■ Requirement
Copy every line of the entries that includes the word "collect".

■ Saved entries
"""

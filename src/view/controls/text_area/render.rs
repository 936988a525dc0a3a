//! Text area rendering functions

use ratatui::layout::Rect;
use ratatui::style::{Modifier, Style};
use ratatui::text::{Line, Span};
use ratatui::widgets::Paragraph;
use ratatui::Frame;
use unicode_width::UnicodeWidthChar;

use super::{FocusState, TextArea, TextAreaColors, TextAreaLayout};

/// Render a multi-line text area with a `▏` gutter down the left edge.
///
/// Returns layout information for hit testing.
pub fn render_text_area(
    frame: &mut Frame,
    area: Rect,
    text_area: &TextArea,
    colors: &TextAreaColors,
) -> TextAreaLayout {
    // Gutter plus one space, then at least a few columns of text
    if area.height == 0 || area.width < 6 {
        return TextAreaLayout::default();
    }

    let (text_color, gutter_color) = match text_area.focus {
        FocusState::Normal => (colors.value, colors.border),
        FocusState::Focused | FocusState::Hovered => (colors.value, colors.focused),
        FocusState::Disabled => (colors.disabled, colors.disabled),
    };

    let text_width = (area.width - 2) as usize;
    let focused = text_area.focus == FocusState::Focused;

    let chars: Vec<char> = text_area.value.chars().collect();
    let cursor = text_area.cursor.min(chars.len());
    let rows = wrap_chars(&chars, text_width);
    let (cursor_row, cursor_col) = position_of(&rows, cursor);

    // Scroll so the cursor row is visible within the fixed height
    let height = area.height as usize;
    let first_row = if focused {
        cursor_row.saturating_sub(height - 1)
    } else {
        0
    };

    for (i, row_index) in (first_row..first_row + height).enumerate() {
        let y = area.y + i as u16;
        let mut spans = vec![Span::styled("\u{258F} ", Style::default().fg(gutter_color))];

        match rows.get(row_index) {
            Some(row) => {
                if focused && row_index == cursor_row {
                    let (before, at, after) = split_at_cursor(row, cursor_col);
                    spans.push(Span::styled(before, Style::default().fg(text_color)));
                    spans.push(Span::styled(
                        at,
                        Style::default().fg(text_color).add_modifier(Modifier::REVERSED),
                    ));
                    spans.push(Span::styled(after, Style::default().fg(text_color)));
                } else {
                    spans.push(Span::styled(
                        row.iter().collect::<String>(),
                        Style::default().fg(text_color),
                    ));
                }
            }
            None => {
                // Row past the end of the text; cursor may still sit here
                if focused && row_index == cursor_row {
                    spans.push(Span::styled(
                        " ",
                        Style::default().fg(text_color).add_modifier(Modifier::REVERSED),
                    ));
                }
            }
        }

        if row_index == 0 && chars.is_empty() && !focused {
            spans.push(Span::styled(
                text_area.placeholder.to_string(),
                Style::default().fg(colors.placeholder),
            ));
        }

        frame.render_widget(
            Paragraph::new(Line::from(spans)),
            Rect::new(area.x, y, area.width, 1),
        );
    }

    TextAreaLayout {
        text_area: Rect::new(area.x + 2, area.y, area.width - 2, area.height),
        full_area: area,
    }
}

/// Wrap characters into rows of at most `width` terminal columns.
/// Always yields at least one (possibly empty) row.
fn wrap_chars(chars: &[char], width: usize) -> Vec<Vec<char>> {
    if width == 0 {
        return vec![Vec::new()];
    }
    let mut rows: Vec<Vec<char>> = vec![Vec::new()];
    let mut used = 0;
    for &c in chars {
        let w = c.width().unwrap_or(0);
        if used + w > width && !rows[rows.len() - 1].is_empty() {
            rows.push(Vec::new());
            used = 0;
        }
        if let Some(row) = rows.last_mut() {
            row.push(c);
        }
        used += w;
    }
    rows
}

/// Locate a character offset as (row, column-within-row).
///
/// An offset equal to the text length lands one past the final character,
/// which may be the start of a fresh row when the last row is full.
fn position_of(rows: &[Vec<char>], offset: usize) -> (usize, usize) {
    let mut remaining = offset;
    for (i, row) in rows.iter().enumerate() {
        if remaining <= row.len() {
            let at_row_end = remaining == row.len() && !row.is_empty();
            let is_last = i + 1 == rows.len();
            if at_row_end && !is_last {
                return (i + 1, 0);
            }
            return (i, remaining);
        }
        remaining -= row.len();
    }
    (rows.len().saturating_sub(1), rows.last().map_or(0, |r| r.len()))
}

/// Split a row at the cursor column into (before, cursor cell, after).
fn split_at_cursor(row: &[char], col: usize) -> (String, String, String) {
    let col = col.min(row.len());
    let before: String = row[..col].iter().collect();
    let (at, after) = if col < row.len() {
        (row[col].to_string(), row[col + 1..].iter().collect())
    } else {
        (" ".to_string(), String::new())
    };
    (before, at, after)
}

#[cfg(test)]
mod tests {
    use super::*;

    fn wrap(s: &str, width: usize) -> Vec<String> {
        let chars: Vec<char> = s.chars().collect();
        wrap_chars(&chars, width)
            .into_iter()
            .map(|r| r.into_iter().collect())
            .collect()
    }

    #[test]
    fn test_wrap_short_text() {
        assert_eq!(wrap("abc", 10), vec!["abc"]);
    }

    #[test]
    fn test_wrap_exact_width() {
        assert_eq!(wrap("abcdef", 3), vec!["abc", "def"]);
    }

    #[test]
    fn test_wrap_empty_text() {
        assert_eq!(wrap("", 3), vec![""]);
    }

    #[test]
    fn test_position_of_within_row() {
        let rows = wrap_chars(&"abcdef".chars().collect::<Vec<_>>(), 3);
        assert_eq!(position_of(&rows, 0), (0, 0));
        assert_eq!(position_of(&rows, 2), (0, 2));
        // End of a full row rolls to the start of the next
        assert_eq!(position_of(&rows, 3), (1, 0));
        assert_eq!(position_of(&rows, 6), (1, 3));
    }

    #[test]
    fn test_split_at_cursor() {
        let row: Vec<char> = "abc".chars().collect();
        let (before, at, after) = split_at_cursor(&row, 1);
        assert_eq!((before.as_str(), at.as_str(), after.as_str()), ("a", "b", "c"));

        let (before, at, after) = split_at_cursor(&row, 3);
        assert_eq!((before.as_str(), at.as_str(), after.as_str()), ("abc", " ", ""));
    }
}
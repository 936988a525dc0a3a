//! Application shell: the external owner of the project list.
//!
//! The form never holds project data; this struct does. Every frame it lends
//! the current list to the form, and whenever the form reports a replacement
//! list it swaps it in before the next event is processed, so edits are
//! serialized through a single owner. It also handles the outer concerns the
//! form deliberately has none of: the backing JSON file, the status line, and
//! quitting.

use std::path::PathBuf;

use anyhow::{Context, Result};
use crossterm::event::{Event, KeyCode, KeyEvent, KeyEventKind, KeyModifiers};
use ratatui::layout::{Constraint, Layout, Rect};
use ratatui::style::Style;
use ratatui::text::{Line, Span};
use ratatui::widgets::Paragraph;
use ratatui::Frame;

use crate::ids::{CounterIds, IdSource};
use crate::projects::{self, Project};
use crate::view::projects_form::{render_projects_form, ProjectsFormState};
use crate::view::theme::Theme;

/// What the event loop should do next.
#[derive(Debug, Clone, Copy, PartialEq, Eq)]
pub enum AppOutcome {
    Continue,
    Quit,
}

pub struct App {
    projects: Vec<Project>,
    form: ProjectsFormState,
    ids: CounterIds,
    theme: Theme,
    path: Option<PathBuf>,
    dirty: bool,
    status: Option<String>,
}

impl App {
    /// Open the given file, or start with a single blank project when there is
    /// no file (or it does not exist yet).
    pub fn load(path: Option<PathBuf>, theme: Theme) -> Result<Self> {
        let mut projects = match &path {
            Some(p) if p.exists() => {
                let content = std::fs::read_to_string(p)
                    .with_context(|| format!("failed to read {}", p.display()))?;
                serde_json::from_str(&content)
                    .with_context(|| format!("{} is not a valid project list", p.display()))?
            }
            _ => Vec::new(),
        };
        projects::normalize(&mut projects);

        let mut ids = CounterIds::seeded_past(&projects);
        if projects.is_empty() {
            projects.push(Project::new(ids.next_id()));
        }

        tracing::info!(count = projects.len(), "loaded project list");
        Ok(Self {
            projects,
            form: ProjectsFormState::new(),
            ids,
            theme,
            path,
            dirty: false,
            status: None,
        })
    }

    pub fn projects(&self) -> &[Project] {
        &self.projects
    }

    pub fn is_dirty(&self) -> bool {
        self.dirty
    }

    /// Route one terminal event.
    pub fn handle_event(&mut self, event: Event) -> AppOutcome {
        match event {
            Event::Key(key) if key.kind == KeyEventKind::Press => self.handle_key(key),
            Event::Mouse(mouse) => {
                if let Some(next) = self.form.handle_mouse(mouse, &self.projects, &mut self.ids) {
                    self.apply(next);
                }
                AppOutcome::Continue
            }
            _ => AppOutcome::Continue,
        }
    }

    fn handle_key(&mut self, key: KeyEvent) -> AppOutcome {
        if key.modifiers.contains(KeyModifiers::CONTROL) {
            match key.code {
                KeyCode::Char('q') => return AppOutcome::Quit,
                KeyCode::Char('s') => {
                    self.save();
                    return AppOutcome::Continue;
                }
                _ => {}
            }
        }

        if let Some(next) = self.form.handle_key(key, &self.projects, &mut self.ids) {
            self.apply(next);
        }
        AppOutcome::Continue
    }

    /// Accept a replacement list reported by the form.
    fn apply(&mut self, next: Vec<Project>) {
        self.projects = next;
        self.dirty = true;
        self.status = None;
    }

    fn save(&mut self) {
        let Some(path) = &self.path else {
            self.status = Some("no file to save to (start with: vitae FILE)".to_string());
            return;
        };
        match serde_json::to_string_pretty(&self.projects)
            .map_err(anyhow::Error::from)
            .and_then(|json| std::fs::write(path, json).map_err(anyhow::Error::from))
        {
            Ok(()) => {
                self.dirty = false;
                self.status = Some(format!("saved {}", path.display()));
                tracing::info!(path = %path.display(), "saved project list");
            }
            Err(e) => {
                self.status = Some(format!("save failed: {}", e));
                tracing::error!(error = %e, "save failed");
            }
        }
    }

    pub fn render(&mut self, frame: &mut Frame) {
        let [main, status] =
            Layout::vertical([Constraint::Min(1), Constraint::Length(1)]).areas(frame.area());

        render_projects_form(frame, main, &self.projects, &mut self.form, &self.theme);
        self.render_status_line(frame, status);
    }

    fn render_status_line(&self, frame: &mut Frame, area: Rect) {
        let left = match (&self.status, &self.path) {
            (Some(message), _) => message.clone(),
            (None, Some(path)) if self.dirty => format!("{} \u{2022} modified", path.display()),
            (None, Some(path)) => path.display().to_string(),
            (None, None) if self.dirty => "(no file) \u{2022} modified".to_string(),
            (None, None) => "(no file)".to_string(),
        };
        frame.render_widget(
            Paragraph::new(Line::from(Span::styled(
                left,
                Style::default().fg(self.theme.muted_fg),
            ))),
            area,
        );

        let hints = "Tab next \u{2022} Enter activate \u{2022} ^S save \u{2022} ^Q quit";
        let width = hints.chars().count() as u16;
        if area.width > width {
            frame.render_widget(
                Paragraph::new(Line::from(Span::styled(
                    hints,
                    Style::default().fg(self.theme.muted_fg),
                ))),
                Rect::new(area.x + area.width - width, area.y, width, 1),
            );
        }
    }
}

"""

■ Answer to this exercise
    let chars: Vec<char> = text_area.value.chars().collect();
                        row.iter().collect::<String>(),
    let before: String = row[..col].iter().collect();
        (row[col].to_string(), row[col + 1..].iter().collect())
        let chars: Vec<char> = s.chars().collect();
            .map(|r| r.into_iter().collect())
            .collect()
        let rows = wrap_chars(&"abcdef".chars().collect::<Vec<_>>(), 3);
        let row: Vec<char> = "abc".chars().collect();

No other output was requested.